(Stored data)
▬▬▬▬▬▬▬▬▬▬
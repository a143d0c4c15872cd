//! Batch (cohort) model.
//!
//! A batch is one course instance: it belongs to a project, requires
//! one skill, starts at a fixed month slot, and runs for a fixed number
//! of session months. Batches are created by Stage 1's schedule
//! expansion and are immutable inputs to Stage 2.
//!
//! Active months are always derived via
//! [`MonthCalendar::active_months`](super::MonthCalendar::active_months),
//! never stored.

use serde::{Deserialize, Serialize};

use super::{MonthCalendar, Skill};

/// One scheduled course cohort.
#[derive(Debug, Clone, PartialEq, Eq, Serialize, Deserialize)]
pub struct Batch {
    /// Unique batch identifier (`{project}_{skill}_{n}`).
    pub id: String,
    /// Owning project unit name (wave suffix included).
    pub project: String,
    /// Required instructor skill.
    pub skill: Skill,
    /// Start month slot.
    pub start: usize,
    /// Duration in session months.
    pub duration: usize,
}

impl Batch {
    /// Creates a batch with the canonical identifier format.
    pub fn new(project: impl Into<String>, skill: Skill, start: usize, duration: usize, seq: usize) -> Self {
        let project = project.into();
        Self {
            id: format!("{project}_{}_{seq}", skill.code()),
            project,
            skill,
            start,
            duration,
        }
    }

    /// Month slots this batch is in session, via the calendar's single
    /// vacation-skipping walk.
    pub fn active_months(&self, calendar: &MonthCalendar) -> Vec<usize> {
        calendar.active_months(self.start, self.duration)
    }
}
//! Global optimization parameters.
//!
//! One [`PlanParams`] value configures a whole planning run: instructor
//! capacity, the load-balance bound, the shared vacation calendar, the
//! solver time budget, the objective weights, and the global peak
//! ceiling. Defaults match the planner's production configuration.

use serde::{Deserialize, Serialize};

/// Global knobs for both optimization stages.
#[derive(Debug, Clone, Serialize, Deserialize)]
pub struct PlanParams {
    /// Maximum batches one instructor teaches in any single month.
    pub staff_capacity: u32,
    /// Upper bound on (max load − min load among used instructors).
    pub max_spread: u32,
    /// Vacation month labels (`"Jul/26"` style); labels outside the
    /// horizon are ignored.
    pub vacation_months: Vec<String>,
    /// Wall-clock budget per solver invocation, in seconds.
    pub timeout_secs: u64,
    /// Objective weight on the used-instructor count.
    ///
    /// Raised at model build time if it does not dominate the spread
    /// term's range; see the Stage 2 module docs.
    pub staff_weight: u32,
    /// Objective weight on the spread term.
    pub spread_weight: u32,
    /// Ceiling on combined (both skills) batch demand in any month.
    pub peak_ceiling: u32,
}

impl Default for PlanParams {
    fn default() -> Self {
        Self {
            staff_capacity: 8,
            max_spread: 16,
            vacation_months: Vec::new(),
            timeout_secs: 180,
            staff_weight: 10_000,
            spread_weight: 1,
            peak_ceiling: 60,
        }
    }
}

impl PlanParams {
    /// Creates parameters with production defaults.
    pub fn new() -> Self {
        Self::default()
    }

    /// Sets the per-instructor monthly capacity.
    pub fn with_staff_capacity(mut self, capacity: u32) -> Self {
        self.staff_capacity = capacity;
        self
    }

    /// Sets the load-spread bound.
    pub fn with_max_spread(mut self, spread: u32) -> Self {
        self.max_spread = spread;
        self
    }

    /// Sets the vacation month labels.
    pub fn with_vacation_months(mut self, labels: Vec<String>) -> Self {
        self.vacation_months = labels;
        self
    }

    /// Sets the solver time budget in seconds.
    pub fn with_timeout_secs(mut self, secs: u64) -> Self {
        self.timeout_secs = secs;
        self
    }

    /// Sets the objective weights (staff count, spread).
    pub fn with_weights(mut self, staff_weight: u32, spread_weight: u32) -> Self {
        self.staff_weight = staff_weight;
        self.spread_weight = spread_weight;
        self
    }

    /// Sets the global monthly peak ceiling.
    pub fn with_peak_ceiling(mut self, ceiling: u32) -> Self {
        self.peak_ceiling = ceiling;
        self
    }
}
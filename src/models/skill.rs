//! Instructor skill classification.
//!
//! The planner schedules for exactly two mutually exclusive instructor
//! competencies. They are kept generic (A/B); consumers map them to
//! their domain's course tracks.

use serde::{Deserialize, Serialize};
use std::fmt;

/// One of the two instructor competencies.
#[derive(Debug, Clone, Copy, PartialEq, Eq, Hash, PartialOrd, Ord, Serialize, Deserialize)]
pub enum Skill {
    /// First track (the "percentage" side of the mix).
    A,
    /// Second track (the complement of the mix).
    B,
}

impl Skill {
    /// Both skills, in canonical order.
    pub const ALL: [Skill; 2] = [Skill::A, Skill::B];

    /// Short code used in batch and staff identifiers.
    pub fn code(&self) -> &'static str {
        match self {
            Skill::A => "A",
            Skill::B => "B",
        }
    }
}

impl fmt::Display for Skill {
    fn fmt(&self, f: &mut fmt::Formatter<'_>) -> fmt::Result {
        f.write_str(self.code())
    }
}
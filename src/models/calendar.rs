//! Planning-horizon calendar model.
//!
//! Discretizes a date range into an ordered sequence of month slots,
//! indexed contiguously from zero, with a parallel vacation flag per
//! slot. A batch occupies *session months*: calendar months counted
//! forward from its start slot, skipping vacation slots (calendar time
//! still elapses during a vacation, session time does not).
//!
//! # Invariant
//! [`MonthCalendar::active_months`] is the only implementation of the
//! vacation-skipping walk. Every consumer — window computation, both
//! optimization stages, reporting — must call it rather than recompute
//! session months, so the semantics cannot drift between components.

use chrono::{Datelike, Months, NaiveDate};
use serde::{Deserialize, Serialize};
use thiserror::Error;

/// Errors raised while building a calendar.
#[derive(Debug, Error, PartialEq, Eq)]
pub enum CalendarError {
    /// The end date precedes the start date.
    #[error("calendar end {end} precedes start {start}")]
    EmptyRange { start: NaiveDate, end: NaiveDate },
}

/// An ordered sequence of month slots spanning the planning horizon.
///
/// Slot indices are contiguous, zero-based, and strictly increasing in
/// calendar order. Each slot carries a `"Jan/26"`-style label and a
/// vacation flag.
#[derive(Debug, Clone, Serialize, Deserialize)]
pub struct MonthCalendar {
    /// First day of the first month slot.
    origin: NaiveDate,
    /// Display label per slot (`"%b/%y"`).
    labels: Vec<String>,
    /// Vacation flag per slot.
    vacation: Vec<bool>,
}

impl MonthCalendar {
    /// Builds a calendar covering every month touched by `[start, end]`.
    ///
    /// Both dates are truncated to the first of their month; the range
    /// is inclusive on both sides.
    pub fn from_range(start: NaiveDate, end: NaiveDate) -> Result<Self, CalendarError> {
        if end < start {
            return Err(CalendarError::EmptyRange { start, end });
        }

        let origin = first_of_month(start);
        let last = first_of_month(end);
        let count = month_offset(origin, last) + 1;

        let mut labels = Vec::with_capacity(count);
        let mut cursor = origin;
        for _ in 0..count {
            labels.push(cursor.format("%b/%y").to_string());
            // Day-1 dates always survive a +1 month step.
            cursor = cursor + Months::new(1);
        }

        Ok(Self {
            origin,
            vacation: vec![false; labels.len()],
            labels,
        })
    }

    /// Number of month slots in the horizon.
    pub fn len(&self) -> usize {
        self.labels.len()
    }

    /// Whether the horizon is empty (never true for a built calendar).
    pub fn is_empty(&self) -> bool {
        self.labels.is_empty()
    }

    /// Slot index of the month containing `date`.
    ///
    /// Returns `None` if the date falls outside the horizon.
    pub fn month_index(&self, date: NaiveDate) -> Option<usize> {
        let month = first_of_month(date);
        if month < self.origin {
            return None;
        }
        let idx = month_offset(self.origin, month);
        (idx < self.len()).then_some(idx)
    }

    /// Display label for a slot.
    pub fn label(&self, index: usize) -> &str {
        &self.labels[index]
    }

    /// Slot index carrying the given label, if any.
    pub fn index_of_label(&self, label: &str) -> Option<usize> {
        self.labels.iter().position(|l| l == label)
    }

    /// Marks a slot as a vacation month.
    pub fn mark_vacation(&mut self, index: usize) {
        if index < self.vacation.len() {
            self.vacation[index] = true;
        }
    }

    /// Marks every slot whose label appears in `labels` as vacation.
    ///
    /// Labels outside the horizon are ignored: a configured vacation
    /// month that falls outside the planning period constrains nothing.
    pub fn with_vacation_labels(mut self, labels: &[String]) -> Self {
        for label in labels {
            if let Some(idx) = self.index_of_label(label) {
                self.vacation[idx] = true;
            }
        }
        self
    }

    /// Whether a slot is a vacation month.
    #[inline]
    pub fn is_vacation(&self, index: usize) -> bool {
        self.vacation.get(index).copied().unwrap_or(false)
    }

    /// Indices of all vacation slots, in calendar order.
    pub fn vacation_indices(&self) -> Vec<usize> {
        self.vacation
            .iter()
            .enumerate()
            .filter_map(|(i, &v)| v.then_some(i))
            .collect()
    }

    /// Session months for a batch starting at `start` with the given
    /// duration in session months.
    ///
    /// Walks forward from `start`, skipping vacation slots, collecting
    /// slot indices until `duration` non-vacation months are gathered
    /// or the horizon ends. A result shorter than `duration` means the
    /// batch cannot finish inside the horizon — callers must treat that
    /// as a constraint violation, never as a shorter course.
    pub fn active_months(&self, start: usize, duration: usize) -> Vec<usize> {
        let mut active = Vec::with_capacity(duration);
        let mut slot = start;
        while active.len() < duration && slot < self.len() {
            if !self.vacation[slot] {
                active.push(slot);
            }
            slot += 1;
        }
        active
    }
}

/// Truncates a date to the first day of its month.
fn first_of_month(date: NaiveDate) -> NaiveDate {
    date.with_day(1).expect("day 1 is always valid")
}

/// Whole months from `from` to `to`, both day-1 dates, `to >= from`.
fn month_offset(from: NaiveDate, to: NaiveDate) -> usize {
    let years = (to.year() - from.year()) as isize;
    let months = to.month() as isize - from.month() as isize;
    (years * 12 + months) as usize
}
▬▬▬▬▬▬▬▬▬▬
• AIM OF THE EXERCISE:
The word to find is "Whether". Copy every line of the records that holds it.

• ANSWER BELOW:
    /// Whether the horizon is empty (never true for a built calendar).
    /// Whether a slot is a vacation month.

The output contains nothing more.